◆ To do: For the entries below, the result should be an exact transcription of the lines from the one with "let mut out = record.clone();" up to and including the one with "if let Some(Value::Array(alerts))", and only those.

Dataset entries
********

//! Best-effort cleaning of a raw telemetry record.
//!
//! Runs regardless of the validator's verdict. Numbers are coerced (non-numeric
//! becomes 0), missing enum-like fields get their documented default, and
//! nested entries that are not objects are dropped. Sections that are present
//! but of the wrong kind are left untouched so the validator still sees them.

use serde_json::{json, Map, Value};

use crate::schema::is_record_entry;

/// Coerces a JSON value to a finite number. Missing, `null`, non-numeric
/// strings and non-finite values become `0.0`; booleans become 1/0.
pub fn coerce_number(value: Option<&Value>) -> f64 {
    let n = match value {
        Some(Value::Number(n)) => n.as_f64().unwrap_or(0.0),
        Some(Value::String(s)) => s.trim().parse::<f64>().unwrap_or(0.0),
        Some(Value::Bool(b)) => {
            if *b {
                1.0
            } else {
                0.0
            }
        }
        _ => 0.0,
    };
    if n.is_finite() {
        n
    } else {
        0.0
    }
}

/// Like [`coerce_number`] but keeps absence: `None` for missing or `null`.
pub fn coerce_optional_number(value: Option<&Value>) -> Option<f64> {
    match value {
        None | Some(Value::Null) => None,
        other => Some(coerce_number(other)),
    }
}

/// Truthiness for flag-like fields.
pub fn coerce_bool(value: Option<&Value>) -> bool {
    match value {
        Some(Value::Bool(b)) => *b,
        Some(Value::Number(n)) => n.as_f64().map(|f| f != 0.0).unwrap_or(false),
        Some(Value::String(s)) => matches!(
            s.trim().to_ascii_lowercase().as_str(),
            "true" | "1" | "yes" | "on"
        ),
        _ => false,
    }
}

/// Text for string-like fields; numbers are rendered, anything else is absent.
pub fn coerce_text(value: Option<&Value>) -> Option<String> {
    match value {
        Some(Value::String(s)) => Some(s.clone()),
        Some(Value::Number(n)) => Some(n.to_string()),
        _ => None,
    }
}

fn enum_text(value: Option<&Value>, default: &str) -> Value {
    match value {
        Some(Value::String(s)) if !s.trim().is_empty() => Value::String(s.trim().to_ascii_lowercase()),
        Some(Value::Number(n)) => Value::Number(n.clone()),
        _ => Value::String(default.to_string()),
    }
}

fn insert_optional_text(out: &mut Map<String, Value>, key: &str, value: Option<&Value>) {
    if let Some(text) = coerce_text(value) {
        out.insert(key.to_string(), Value::String(text));
    }
}

fn insert_optional_number(out: &mut Map<String, Value>, key: &str, value: Option<&Value>) {
    if let Some(n) = coerce_optional_number(value) {
        out.insert(key.to_string(), json!(n));
    }
}

/// Sanitizes a whole record. Non-object input yields `Value::Null`.
pub fn sanitize_record(raw: &Value) -> Value {
    let Some(record) = raw.as_object() else {
        return Value::Null;
    };

    let mut out = record.clone();
    if let Some(Value::Object(system)) = record.get("system") {
        out.insert("system".into(), sanitize_system(system));
    }
    if let Some(Value::Array(tracks)) = record.get("tracks") {
        let cleaned = tracks
            .iter()
            .filter(|t| is_record_entry(t))
            .filter_map(Value::as_object)
            .map(sanitize_track)
            .collect();
        out.insert("tracks".into(), Value::Array(cleaned));
    }
    if let Some(Value::Array(alerts)) = record.get("alerts") {
        let cleaned = alerts
            .iter()
            .filter(|a| is_record_entry(a))
            .filter_map(Value::as_object)
            .map(sanitize_alert)
            .collect();
        out.insert("alerts".into(), Value::Array(cleaned));
    }
    if let Some(Value::Object(video)) = record.get("video") {
        out.insert("video".into(), sanitize_video(video));
    }
    Value::Object(out)
}

fn sanitize_system(system: &Map<String, Value>) -> Value {
    let mut out = Map::new();
    out.insert("power_mode".into(), enum_text(system.get("power_mode"), "idle"));
    out.insert("power_draw".into(), json!(coerce_number(system.get("power_draw"))));
    out.insert(
        "battery_minutes".into(),
        json!(coerce_number(system.get("battery_minutes"))),
    );
    out.insert("fps".into(), json!(coerce_number(system.get("fps"))));
    let camera = match system.get("camera_status") {
        Some(v @ (Value::Bool(_) | Value::Number(_) | Value::String(_))) => v.clone(),
        _ => Value::String("lost".into()),
    };
    out.insert("camera_status".into(), camera);
    insert_optional_text(&mut out, "processing_status", system.get("processing_status"));
    insert_optional_text(&mut out, "timestamp", system.get("timestamp"));
    Value::Object(out)
}

fn sanitize_track(track: &Map<String, Value>) -> Value {
    let empty = Map::new();
    let behavior = track.get("behavior").and_then(Value::as_object).unwrap_or(&empty);
    let prediction = track.get("prediction").and_then(Value::as_object).unwrap_or(&empty);

    let mut behavior_out = Map::new();
    behavior_out.insert("loitering".into(), json!(coerce_bool(behavior.get("loitering"))));
    insert_optional_number(
        &mut behavior_out,
        "loitering_duration",
        behavior.get("loitering_duration"),
    );
    behavior_out.insert(
        "speed_anomaly".into(),
        json!(coerce_bool(behavior.get("speed_anomaly"))),
    );
    behavior_out.insert(
        "trajectory_stability".into(),
        enum_text(behavior.get("trajectory_stability"), "stable"),
    );
    behavior_out.insert(
        "trajectory_confidence".into(),
        json!(coerce_number(behavior.get("trajectory_confidence"))),
    );

    let horizon = |key: &str| coerce_text(prediction.get(key)).unwrap_or_else(|| "Unknown".to_string());
    let prediction_out = json!({
        "near_term": horizon("near_term"),
        "medium_term": horizon("medium_term"),
        "far_term": horizon("far_term"),
        "confidence": coerce_number(prediction.get("confidence")),
        "will_enter_restricted": coerce_bool(prediction.get("will_enter_restricted")),
    });

    let explanation: Vec<Value> = track
        .get("explanation")
        .and_then(Value::as_array)
        .map(|items| {
            items
                .iter()
                .filter_map(Value::as_object)
                .map(|item| {
                    json!({
                        "factor": coerce_text(item.get("factor")).unwrap_or_else(|| "unknown".to_string()),
                        "points": coerce_number(item.get("points")),
                    })
                })
                .collect()
        })
        .unwrap_or_default();

    json!({
        "id": coerce_number(track.get("id")),
        "zone": enum_text(track.get("zone"), "public"),
        "threat_score": coerce_number(track.get("threat_score")),
        "threat_level": enum_text(track.get("threat_level"), "low"),
        "detection_time": coerce_number(track.get("detection_time")),
        "behavior": Value::Object(behavior_out),
        "prediction": prediction_out,
        "explanation": explanation,
    })
}

fn sanitize_alert(alert: &Map<String, Value>) -> Value {
    let mut out = Map::new();
    insert_optional_text(&mut out, "id", alert.get("id"));
    out.insert(
        "time".into(),
        Value::String(coerce_text(alert.get("time")).unwrap_or_default()),
    );
    out.insert(
        "message".into(),
        Value::String(coerce_text(alert.get("message")).unwrap_or_default()),
    );
    out.insert("level".into(), enum_text(alert.get("level"), "info"));
    Value::Object(out)
}

fn sanitize_video(video: &Map<String, Value>) -> Value {
    let mut out = Map::new();
    out.insert("live".into(), json!(coerce_bool(video.get("live"))));
    if let Some(Value::Object(res)) = video.get("resolution") {
        out.insert(
            "resolution".into(),
            json!({
                "width": coerce_number(res.get("width")),
                "height": coerce_number(res.get("height")),
            }),
        );
    }
    out.insert("latency_ms".into(), json!(coerce_number(video.get("latency_ms"))));
    out.insert("source".into(), enum_text(video.get("source"), "offline"));
    insert_optional_text(&mut out, "stream_url", video.get("stream_url"));
    insert_optional_number(&mut out, "fps", video.get("fps"));
    insert_optional_number(&mut out, "bitrate", video.get("bitrate"));
    Value::Object(out)
}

********

◆ Answer box:
    let mut out = record.clone();
    if let Some(Value::Object(system)) = record.get("system") {
        out.insert("system".into(), sanitize_system(system));
    }
    if let Some(Value::Array(tracks)) = record.get("tracks") {
        let cleaned = tracks
            .iter()
            .filter(|t| is_record_entry(t))
            .filter_map(Value::as_object)
            .map(sanitize_track)
            .collect();
        out.insert("tracks".into(), Value::Array(cleaned));
    }
    if let Some(Value::Array(alerts)) = record.get("alerts") {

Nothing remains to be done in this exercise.